Stored data entries:

━━━

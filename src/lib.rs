//! The logsift library for slicing and filtering log lines.
//!
//! Lines are first restricted to the intersection of a head-style `first`
//! window and a tail-style `last` window, then filtered by the presence of a
//! timestamp, an IPv4 address, or an IPv6 address. Matched IP addresses can
//! be wrapped in ANSI highlight markers on the way out.
//!
//! # Examples
//!
//! Keeping only lines that carry a timestamp:
//!
//! ```rust
//! use logsift::{FilterConfig, FilterPipeline};
//!
//! # fn main() -> logsift::error::Result<()> {
//! let lines: Vec<String> = vec![
//!     "boot 00:00:01 ok\n".into(),
//!     "no timestamp here\n".into(),
//! ];
//!
//! let config = FilterConfig {
//!     timestamps: true,
//!     ..Default::default()
//! };
//! let pipeline = FilterPipeline::new(config, false)?;
//!
//! let mut out = Vec::new();
//! pipeline.run(&lines, None, None, &mut out)?;
//! assert_eq!(out, b"boot 00:00:01 ok\n");
//! # Ok(())
//! # }
//! ```

pub mod bounds;
pub mod error;
pub mod filter;
pub mod highlight;
pub mod input;

pub use crate::bounds::calculate_bounds;
pub use crate::error::Error;
pub use crate::filter::{FilterConfig, FilterPipeline};
pub use crate::highlight::{highlight_ip_addresses, split_by_idx, HIGHLIGHT, RESET};
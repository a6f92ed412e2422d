//! Reassembly of a line with highlight markers around matched spans.

use std::ops::Range;

/// ANSI green-background marker inserted before each matched span.
pub const HIGHLIGHT: &str = "\x1b[42m";

/// ANSI reset marker inserted after each matched span.
pub const RESET: &str = "\x1b[0m";

/// Split `line` at each byte offset in `indices`, yielding the segments in
/// order. Offsets must be ascending and fall on character boundaries; `k`
/// interior offsets produce `k + 1` segments, the last running to the end of
/// the line.
pub fn split_by_idx<'a>(line: &'a str, indices: &'a [usize]) -> impl Iterator<Item = &'a str> + 'a {
    let mut front = 0;
    indices
        .iter()
        .copied()
        .chain(std::iter::once(line.len()))
        .map(move |back| {
            let segment = &line[front..back];
            front = back;
            segment
        })
}

/// Rebuild `line` with every matched span wrapped in [`HIGHLIGHT`] and
/// [`RESET`] markers.
///
/// `matches` are non-overlapping byte ranges in ascending order, as produced
/// by a regex find pass over `line`. Re-scanning a string this function
/// returned and feeding the new matches back in wraps the new spans without
/// disturbing the markers inserted earlier.
pub fn highlight_ip_addresses(line: &str, matches: &[Range<usize>]) -> String {
    // Collect interior cut points. Span boundaries at the very start or end
    // of the line are not cuts; a span starting at offset 0 instead flips the
    // alternation so the first segment is the highlighted one.
    let mut indices: Vec<usize> = Vec::with_capacity(matches.len() * 2);
    let mut starts_with_ip = false;
    for m in matches {
        for i in [m.start, m.end] {
            if i == 0 {
                starts_with_ip = true;
            } else if i != line.len() {
                indices.push(i);
            }
        }
    }
    indices.sort_unstable();
    indices.dedup();

    // Segments alternate between text outside a match and text inside one.
    let first_highlighted = if starts_with_ip { 0 } else { 1 };
    let mut out =
        String::with_capacity(line.len() + matches.len() * (HIGHLIGHT.len() + RESET.len()));
    for (i, segment) in split_by_idx(line, &indices).enumerate() {
        if i >= first_highlighted && (i - first_highlighted) % 2 == 0 {
            out.push_str(HIGHLIGHT);
            out.push_str(segment);
            out.push_str(RESET);
        } else {
            out.push_str(segment);
        }
    }
    out
}
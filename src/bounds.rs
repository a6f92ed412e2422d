//! Intersection of head-style and tail-style line windows.

use std::ops::Range;

/// Compute the half-open range of line indices selected by the `--first` and
/// `--last` windows over an input of `length` lines.
///
/// `first` mimics `head`: a positive value keeps the first `first` lines and
/// a negative value keeps everything but the last `|first|` lines. `last`
/// mimics `tail`: it keeps the last `last` lines, and a negative value is
/// read by its magnitude. Out-of-range values saturate rather than error, so
/// the function is total over its inputs.
///
/// Returns `None` only when both windows are given and they do not
/// intersect. A returned empty range (`start == end`) also selects no lines;
/// callers must treat both forms as "produce no output". When both windows
/// are given, they intersect only if they strictly overlap: windows that
/// exactly touch (`first + last == length`) select nothing.
pub fn calculate_bounds(
    first: Option<i64>,
    last: Option<i64>,
    length: usize,
) -> Option<Range<usize>> {
    let len = length as i64;

    // Clamp --first into [0, len]. A negative value past the start of the
    // file saturates to an empty head.
    let first = first.map(|f| {
        if f < -len {
            0
        } else if f < 0 {
            len + f
        } else if f > len {
            len
        } else {
            f
        }
    });

    // Clamp --last into [0, len]. An out-of-range value in either direction
    // saturates to the whole file, which is how tail behaves.
    let last = last.map(|l| if l < -len || l > len { len } else { l.abs() });

    let bounds = match (first, last) {
        (None, None) => 0..len,
        (Some(f), None) => 0..f,
        (None, Some(l)) => (len - l)..len,
        (Some(f), Some(l)) => {
            if f + l > len {
                (len - l)..f
            } else {
                return None;
            }
        }
    };

    Some(bounds.start as usize..bounds.end as usize)
}
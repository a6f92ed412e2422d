use anyhow::{Context, Result};
use camino::Utf8PathBuf;
use std::fmt;
use std::fs::File;
use std::io::{self, BufReader, Read};

/// A source that can be either a file or stdin.
#[derive(Default, Clone, Debug)]
pub enum FileOrStdin {
    /// Input from a file.
    File(Utf8PathBuf),
    /// Input from stdin.
    #[default]
    Stdin,
}

impl fmt::Display for FileOrStdin {
    fn fmt(&self, f: &mut fmt::Formatter<'_>) -> fmt::Result {
        match self {
            FileOrStdin::File(path) => write!(f, "{}", path),
            FileOrStdin::Stdin => write!(f, "<stdin>"),
        }
    }
}

impl FileOrStdin {
    /// Create a new FileOrStdin from a path.
    ///
    /// If the path is "-", stdin is used.
    pub fn from_path(path: Utf8PathBuf) -> Self {
        if path.as_str() == "-" {
            FileOrStdin::Stdin
        } else {
            FileOrStdin::File(path)
        }
    }

    /// Open the input source as a reader.
    pub fn reader(&self) -> Result<InputReader> {
        match self {
            FileOrStdin::File(path) => {
                let file =
                    File::open(path).with_context(|| format!("failed to open file: {}", path))?;
                Ok(InputReader::File(BufReader::new(file)))
            }
            FileOrStdin::Stdin => Ok(InputReader::Stdin(BufReader::new(io::stdin()))),
        }
    }
}

/// A reader for input from either a file or stdin.
pub enum InputReader {
    /// A reader for a file.
    File(BufReader<File>),
    /// A reader for stdin.
    Stdin(BufReader<io::Stdin>),
}

impl InputReader {
    /// Read the whole source into memory, split into lines with their
    /// terminators kept. A final line without a terminator is returned
    /// as-is; an empty source yields no lines.
    pub fn read_lines(&mut self) -> Result<Vec<String>> {
        let mut buf = String::new();
        match self {
            InputReader::File(ref mut rdr) => rdr
                .read_to_string(&mut buf)
                .context("failed to read file")?,
            InputReader::Stdin(ref mut rdr) => rdr
                .read_to_string(&mut buf)
                .context("failed to read from stdin")?,
        };
        Ok(buf.split_inclusive('\n').map(str::to_owned).collect())
    }
}
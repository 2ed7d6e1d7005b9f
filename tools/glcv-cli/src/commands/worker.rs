//! Worker side of `glcv bake --isolated`.
//!
//! Speaks JSON lines: commands on stdin, events on stdout. Logs go to
//! stderr so they never interleave with events.

use std::io::BufReader;

use glcv_baker::ipc::run_worker;
use glcv_baker::EventWriter;
use glcv_codec::{create_backend, BackendKind};
use glcv_common::config::BakeDefaults;

pub async fn run(backend: BackendKind, defaults: BakeDefaults) -> anyhow::Result<()> {
    let backend = create_backend(backend)?;
    tracing::info!(backend = backend.name(), "Worker ready");

    tokio::task::spawn_blocking(move || {
        run_worker(
            BufReader::new(std::io::stdin()),
            EventWriter::stdout(),
            backend,
            &defaults,
            true,
        )
    })
    .await??;
    Ok(())
}
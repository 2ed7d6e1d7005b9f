//! Error types shared across glcv crates.

use std::path::PathBuf;

/// Top-level error type for glcv operations.
///
/// The variants follow the failure taxonomy of the bake pipeline:
/// `Setup` and `Protocol` abort a bake, everything transient is handled
/// inside the pipeline and never surfaces here.
#[derive(Debug, thiserror::Error)]
pub enum GlcvError {
    /// Encoder/decoder configuration failure, missing video track,
    /// size limit violation.
    #[error("Setup error: {message}")]
    Setup { message: String },

    /// An invariant of the codec/muxer protocol was violated.
    #[error("Protocol violation: {message}")]
    Protocol { message: String },

    #[error("Codec error: {message}")]
    Codec { message: String },

    #[error("Render error: {message}")]
    Render { message: String },

    #[error("Timeline error: {message}")]
    Timeline { message: String },

    #[error("Configuration error: {message}")]
    Config { message: String },

    #[error("File not found: {}", path.display())]
    FileNotFound { path: PathBuf },

    #[error("Unsupported operation: {message}")]
    Unsupported { message: String },

    #[error(transparent)]
    Io(#[from] std::io::Error),

    #[error(transparent)]
    Json(#[from] serde_json::Error),

    #[error(transparent)]
    Other(#[from] anyhow::Error),
}

/// Result type alias using GlcvError.
pub type GlcvResult<T> = Result<T, GlcvError>;

impl GlcvError {
    pub fn setup(msg: impl Into<String>) -> Self {
        Self::Setup {
            message: msg.into(),
        }
    }

    pub fn protocol(msg: impl Into<String>) -> Self {
        Self::Protocol {
            message: msg.into(),
        }
    }

    pub fn codec(msg: impl Into<String>) -> Self {
        Self::Codec {
            message: msg.into(),
        }
    }

    pub fn render(msg: impl Into<String>) -> Self {
        Self::Render {
            message: msg.into(),
        }
    }

    pub fn timeline(msg: impl Into<String>) -> Self {
        Self::Timeline {
            message: msg.into(),
        }
    }

    pub fn config(msg: impl Into<String>) -> Self {
        Self::Config {
            message: msg.into(),
        }
    }

    pub fn unsupported(msg: impl Into<String>) -> Self {
        Self::Unsupported {
            message: msg.into(),
        }
    }

    /// Whether this error aborts a bake before the first frame.
    pub fn is_setup(&self) -> bool {
        matches!(self, Self::Setup { .. } | Self::FileNotFound { .. })
    }

    /// Whether this error reports a pipeline invariant violation.
    pub fn is_protocol(&self) -> bool {
        matches!(self, Self::Protocol { .. })
    }
}

#[cfg(test)]
mod tests {
    use super::*;

    #[test]
    fn test_error_classification() {
        assert!(GlcvError::setup("no video track").is_setup());
        assert!(GlcvError::FileNotFound {
            path: PathBuf::from("/missing.mp4")
        }
        .is_setup());
        assert!(GlcvError::protocol("format changed twice").is_protocol());
        assert!(!GlcvError::codec("busy").is_setup());
    }

    #[test]
    fn test_error_display() {
        let err = GlcvError::protocol("wrote sample before track added");
        assert_eq!(
            err.to_string(),
            "Protocol violation: wrote sample before track added"
        );
    }
}
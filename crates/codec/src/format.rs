//! Track and codec format descriptions.

use serde::{Deserialize, Serialize};

pub const MIME_VIDEO_AVC: &str = "video/avc";
pub const MIME_AUDIO_AAC: &str = "audio/mp4a-latm";
pub const MIME_VIDEO_RAW: &str = "video/raw";
pub const MIME_AUDIO_RAW: &str = "audio/raw";

/// Media type of a track.
#[derive(Debug, Clone, Copy, PartialEq, Eq, Hash, Serialize, Deserialize)]
#[serde(rename_all = "snake_case")]
pub enum TrackKind {
    Video,
    Audio,
}

impl std::fmt::Display for TrackKind {
    fn fmt(&self, f: &mut std::fmt::Formatter<'_>) -> std::fmt::Result {
        match self {
            Self::Video => f.write_str("video"),
            Self::Audio => f.write_str("audio"),
        }
    }
}

/// Key/value description of a track or a codec configuration.
///
/// Fields a codec does not need stay `None`.
#[derive(Debug, Clone, PartialEq, Default, Serialize, Deserialize)]
pub struct MediaFormat {
    pub mime: String,
    pub width: Option<u32>,
    pub height: Option<u32>,
    pub frame_rate: Option<u32>,
    pub bit_rate: Option<u32>,
    pub i_frame_interval_secs: Option<u32>,
    pub sample_rate: Option<u32>,
    pub channel_count: Option<u32>,
    pub duration_us: Option<i64>,
    #[serde(default)]
    pub rotation_deg: i32,
    /// Out-of-band codec configuration (SPS/PPS, AudioSpecificConfig).
    #[serde(default, skip_serializing_if = "Vec::is_empty")]
    pub codec_data: Vec<u8>,
}

impl MediaFormat {
    pub fn video(mime: impl Into<String>, width: u32, height: u32) -> Self {
        Self {
            mime: mime.into(),
            width: Some(width),
            height: Some(height),
            ..Self::default()
        }
    }

    pub fn audio(mime: impl Into<String>, sample_rate: u32, channel_count: u32) -> Self {
        Self {
            mime: mime.into(),
            sample_rate: Some(sample_rate),
            channel_count: Some(channel_count),
            ..Self::default()
        }
    }

    pub fn with_frame_rate(mut self, fps: u32) -> Self {
        self.frame_rate = Some(fps);
        self
    }

    pub fn with_bit_rate(mut self, bit_rate: u32) -> Self {
        self.bit_rate = Some(bit_rate);
        self
    }

    pub fn with_i_frame_interval(mut self, secs: u32) -> Self {
        self.i_frame_interval_secs = Some(secs);
        self
    }

    pub fn with_duration_us(mut self, duration_us: i64) -> Self {
        self.duration_us = Some(duration_us);
        self
    }

    pub fn with_codec_data(mut self, codec_data: Vec<u8>) -> Self {
        self.codec_data = codec_data;
        self
    }

    pub fn is_video(&self) -> bool {
        self.mime.starts_with("video/")
    }

    pub fn is_audio(&self) -> bool {
        self.mime.starts_with("audio/")
    }

    pub fn track_kind(&self) -> Option<TrackKind> {
        if self.is_video() {
            Some(TrackKind::Video)
        } else if self.is_audio() {
            Some(TrackKind::Audio)
        } else {
            None
        }
    }

    /// Bytes per interleaved 16-bit PCM frame.
    pub fn pcm_frame_bytes(&self) -> usize {
        self.channel_count.unwrap_or(2) as usize * 2
    }
}
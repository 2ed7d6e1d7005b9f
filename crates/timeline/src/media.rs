//! Media source kinds and metadata.

use std::path::Path;

use glcv_common::error::{GlcvError, GlcvResult};
use serde::{Deserialize, Serialize};

/// Timeline length of a still image when the unit does not trim it.
pub const DEFAULT_IMAGE_DURATION_MS: u64 = 5_000;

const IMAGE_EXTENSIONS: &[&str] = &["png", "jpg", "jpeg", "webp", "bmp", "gif", "tif", "tiff"];

/// What kind of media a unit points at.
#[derive(Debug, Clone, Copy, PartialEq, Eq, Hash, Serialize, Deserialize)]
#[serde(rename_all = "snake_case")]
pub enum MediaKind {
    Video,
    Image,
}

impl MediaKind {
    /// Classify a source by file extension. Anything that is not a known
    /// still-image format is treated as video and probed by the codec layer.
    pub fn from_path(path: &Path) -> Self {
        let is_image = path
            .extension()
            .and_then(|ext| ext.to_str())
            .map(|ext| {
                let ext = ext.to_ascii_lowercase();
                IMAGE_EXTENSIONS.contains(&ext.as_str())
            })
            .unwrap_or(false);

        if is_image {
            Self::Image
        } else {
            Self::Video
        }
    }
}

/// Display rotation stored in the source container.
#[derive(Debug, Clone, Copy, PartialEq, Eq, Default, Serialize, Deserialize)]
pub enum Orientation {
    #[default]
    Deg0,
    Deg90,
    Deg180,
    Deg270,
}

impl Orientation {
    pub fn from_degrees(degrees: i32) -> Self {
        match degrees.rem_euclid(360) {
            90 => Self::Deg90,
            180 => Self::Deg180,
            270 => Self::Deg270,
            _ => Self::Deg0,
        }
    }

    pub fn degrees(self) -> i32 {
        match self {
            Self::Deg0 => 0,
            Self::Deg90 => 90,
            Self::Deg180 => 180,
            Self::Deg270 => 270,
        }
    }

    /// Whether width and height swap when displayed.
    pub fn is_transposed(self) -> bool {
        matches!(self, Self::Deg90 | Self::Deg270)
    }
}

/// Probed properties of a source.
#[derive(Debug, Clone, PartialEq, Serialize, Deserialize)]
pub struct MediaMetadata {
    pub kind: MediaKind,
    pub width: u32,
    pub height: u32,
    pub duration_ms: u64,
    pub orientation: Orientation,
    pub has_audio: bool,
}

impl MediaMetadata {
    /// Display aspect ratio, honoring orientation.
    pub fn display_aspect(&self) -> f32 {
        let (w, h) = if self.orientation.is_transposed() {
            (self.height, self.width)
        } else {
            (self.width, self.height)
        };
        w as f32 / h.max(1) as f32
    }
}

/// Read an image's header for its dimensions.
pub fn probe_image(path: &Path) -> GlcvResult<MediaMetadata> {
    if !path.exists() {
        return Err(GlcvError::FileNotFound {
            path: path.to_path_buf(),
        });
    }

    let (width, height) = image::image_dimensions(path).map_err(|e| {
        GlcvError::setup(format!("Cannot read image {}: {e}", path.display()))
    })?;

    Ok(MediaMetadata {
        kind: MediaKind::Image,
        width,
        height,
        duration_ms: DEFAULT_IMAGE_DURATION_MS,
        orientation: Orientation::Deg0,
        has_audio: false,
    })
}
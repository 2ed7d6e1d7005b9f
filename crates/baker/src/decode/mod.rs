//! Decoding side of a bake.

mod passive;
mod pool;
mod speed;

pub use passive::{DecoderSettings, PassiveDecoder};
pub use pool::DecoderPool;
pub use speed::SpeedController;
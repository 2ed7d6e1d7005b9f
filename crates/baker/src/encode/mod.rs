//! Encoding side of a bake: encoder cores, the shared muxer session, the
//! audio mix point, and the recorder driving them per frame.

mod audio;
mod drain;
mod processor;
mod recorder;
mod session;
mod video;

pub use audio::AudioEncoderCore;
pub use drain::{DrainTimeouts, TrackAddedObserver};
pub use processor::{AudioBufferHandle, AudioBufferProvider, AudioProcessor};
pub use recorder::{Recorder, RecorderStats};
pub use session::{MuxerSession, SharedMuxer};
pub use video::VideoEncoderCore;

#[cfg(test)]
mod tests;
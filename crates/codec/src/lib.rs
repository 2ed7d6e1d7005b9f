//! glcv Codec Layer
//!
//! A small, MediaCodec-shaped contract between the bake pipeline and
//! whatever actually encodes, decodes, demuxes and muxes media:
//! - [`MediaCodec`]: bounded-wait input/output buffer queues
//! - [`InputSurface`]: render target feeding a video encoder
//! - [`MediaExtractor`] / [`MediaMuxer`]: container in and out
//! - [`CodecBackend`]: factory tying the above to one implementation
//!
//! Two backends ship with the crate: [`software`], deterministic and
//! in-memory, and [`gst`] (feature `gst`), built on GStreamer.

pub mod backend;
pub mod buffer;
pub mod codec;
pub mod extractor;
pub mod format;
pub mod muxer;
pub mod software;

#[cfg(feature = "gst")]
pub mod gst;

pub use backend::*;
pub use buffer::*;
pub use codec::*;
pub use extractor::*;
pub use format::*;
pub use muxer::*;
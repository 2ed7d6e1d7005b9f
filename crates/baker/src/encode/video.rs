//! Surface-fed video encoder writing into the shared muxer.

use glcv_codec::{CodecBackend, InputSurface, MediaCodec, MediaFormat, TrackKind, MIME_VIDEO_AVC};
use glcv_common::error::{GlcvError, GlcvResult};

use super::drain::{DrainTimeouts, TrackAddedObserver, TrackWriter};
use super::session::SharedMuxer;
use crate::request::EncoderConfig;

pub struct VideoEncoderCore {
    codec: Box<dyn MediaCodec>,
    surface: Box<dyn InputSurface>,
    writer: TrackWriter,
    timeouts: DrainTimeouts,
    eos_signaled: bool,
    released: bool,
}

impl VideoEncoderCore {
    /// Configure an H.264 encoder with its input surface and start it.
    pub fn new(
        backend: &dyn CodecBackend,
        config: &EncoderConfig,
        muxer: SharedMuxer,
        observer: Option<TrackAddedObserver>,
    ) -> GlcvResult<Self> {
        let format = MediaFormat::video(MIME_VIDEO_AVC, config.width, config.height)
            .with_bit_rate(config.bit_rate)
            .with_frame_rate(config.fps)
            .with_i_frame_interval(config.i_frame_interval_secs);

        let mut codec = backend.create_encoder(&format).map_err(as_setup)?;
        let mut surface = match codec.create_input_surface() {
            Ok(surface) => surface,
            Err(e) => {
                let _ = codec.stop();
                return Err(as_setup(e));
            }
        };
        if let Err(e) = codec.start() {
            surface.release();
            let _ = codec.stop();
            return Err(as_setup(e));
        }
        tracing::debug!(
            codec = codec.name(),
            width = config.width,
            height = config.height,
            fps = config.fps,
            bit_rate = config.bit_rate,
            "Video encoder started"
        );

        Ok(Self {
            codec,
            surface,
            writer: TrackWriter::new(TrackKind::Video, muxer, observer),
            timeouts: config.timeouts(),
            eos_signaled: false,
            released: false,
        })
    }

    pub fn surface_size(&self) -> (u32, u32) {
        self.surface.size()
    }

    /// Submit one composited frame.
    pub fn render(&mut self, rgba: &[u8], pts_ns: i64) -> GlcvResult<()> {
        if self.released || self.eos_signaled {
            return Err(GlcvError::protocol("Frame rendered after video input ended"));
        }
        self.surface.swap_buffers(rgba, pts_ns)
    }

    pub fn drain(&mut self, end_of_stream: bool) -> GlcvResult<()> {
        if self.released {
            return Err(GlcvError::protocol("Drain on a released video encoder"));
        }
        if end_of_stream && !self.eos_signaled {
            self.codec.signal_end_of_input_stream()?;
            self.eos_signaled = true;
        }
        self.writer
            .drain(self.codec.as_mut(), end_of_stream, self.timeouts)
    }

    pub fn is_track_added(&self) -> bool {
        self.writer.is_track_added()
    }

    pub fn samples_written(&self) -> u64 {
        self.writer.samples_written()
    }

    pub fn release(&mut self) {
        if self.released {
            return;
        }
        self.released = true;
        self.surface.release();
        if let Err(e) = self.codec.stop() {
            tracing::warn!(error = %e, "Failed to stop video encoder");
        }
    }
}

impl Drop for VideoEncoderCore {
    fn drop(&mut self) {
        self.release();
    }
}

fn as_setup(e: GlcvError) -> GlcvError {
    if e.is_setup() {
        e
    } else {
        GlcvError::setup(format!("Video encoder configuration failed: {e}"))
    }
}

━━━

=== ASSIGNED TASK ===
Copy all the lines from the data above that hold the word "BakeDefaults".

=== FINAL ANSWER ===
use glcv_common::config::BakeDefaults;
pub async fn run(backend: BackendKind, defaults: BakeDefaults) -> anyhow::Result<()> {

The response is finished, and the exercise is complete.